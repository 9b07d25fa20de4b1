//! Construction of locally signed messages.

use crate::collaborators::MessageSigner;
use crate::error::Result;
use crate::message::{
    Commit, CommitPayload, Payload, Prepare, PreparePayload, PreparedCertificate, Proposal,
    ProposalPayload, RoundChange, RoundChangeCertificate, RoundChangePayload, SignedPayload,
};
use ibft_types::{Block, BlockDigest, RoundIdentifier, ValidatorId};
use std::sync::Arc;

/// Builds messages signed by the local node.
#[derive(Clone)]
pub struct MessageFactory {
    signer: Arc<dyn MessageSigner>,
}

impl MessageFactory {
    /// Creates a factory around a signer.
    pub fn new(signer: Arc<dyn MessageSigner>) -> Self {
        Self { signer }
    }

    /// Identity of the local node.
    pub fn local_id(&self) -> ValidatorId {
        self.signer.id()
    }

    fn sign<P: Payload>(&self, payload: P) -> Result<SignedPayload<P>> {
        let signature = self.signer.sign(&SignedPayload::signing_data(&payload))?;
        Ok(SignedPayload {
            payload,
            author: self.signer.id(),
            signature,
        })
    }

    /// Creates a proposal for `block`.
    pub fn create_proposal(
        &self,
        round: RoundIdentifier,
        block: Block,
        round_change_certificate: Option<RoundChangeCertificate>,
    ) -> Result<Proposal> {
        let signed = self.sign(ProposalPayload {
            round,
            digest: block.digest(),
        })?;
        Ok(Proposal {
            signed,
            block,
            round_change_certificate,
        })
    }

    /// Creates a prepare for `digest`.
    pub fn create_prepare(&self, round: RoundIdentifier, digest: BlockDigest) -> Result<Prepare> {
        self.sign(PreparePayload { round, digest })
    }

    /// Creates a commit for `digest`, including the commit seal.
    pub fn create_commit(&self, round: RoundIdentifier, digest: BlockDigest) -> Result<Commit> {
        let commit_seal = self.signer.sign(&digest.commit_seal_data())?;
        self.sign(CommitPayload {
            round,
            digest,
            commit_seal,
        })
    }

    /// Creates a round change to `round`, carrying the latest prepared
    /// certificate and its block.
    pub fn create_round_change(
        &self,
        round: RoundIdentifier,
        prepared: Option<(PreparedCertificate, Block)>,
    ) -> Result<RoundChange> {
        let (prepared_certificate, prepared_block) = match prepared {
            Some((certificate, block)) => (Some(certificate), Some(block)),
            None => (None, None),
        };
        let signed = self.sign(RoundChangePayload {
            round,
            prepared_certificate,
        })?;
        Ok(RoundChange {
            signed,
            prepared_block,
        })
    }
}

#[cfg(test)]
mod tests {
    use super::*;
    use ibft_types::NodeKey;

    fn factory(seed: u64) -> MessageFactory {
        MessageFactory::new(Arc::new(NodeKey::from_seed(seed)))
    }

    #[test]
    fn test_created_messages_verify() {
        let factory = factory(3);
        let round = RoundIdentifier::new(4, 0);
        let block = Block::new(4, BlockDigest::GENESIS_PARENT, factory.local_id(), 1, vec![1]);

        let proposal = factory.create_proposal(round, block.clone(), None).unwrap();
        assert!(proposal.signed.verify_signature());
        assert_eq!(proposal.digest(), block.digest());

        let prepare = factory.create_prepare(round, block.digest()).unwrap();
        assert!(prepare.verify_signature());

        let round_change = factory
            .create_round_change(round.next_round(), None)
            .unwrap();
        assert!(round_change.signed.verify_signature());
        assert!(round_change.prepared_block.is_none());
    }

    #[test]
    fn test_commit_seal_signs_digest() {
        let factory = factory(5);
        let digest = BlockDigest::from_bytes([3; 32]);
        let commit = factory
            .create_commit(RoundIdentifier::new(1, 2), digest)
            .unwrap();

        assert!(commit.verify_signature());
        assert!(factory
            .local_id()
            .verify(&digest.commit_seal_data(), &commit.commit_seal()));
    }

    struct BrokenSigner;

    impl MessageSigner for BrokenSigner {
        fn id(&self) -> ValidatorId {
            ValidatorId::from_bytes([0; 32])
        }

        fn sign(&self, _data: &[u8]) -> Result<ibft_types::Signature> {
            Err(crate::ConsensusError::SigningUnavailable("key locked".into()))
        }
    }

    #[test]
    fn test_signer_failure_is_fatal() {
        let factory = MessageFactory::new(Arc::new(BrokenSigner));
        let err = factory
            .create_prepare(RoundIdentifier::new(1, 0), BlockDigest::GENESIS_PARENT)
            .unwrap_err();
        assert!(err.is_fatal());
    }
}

****************

Locate and copy each line in the data above that includes the word "Option".

        round_change_certificate: Option<RoundChangeCertificate>,
        prepared: Option<(PreparedCertificate, Block)>,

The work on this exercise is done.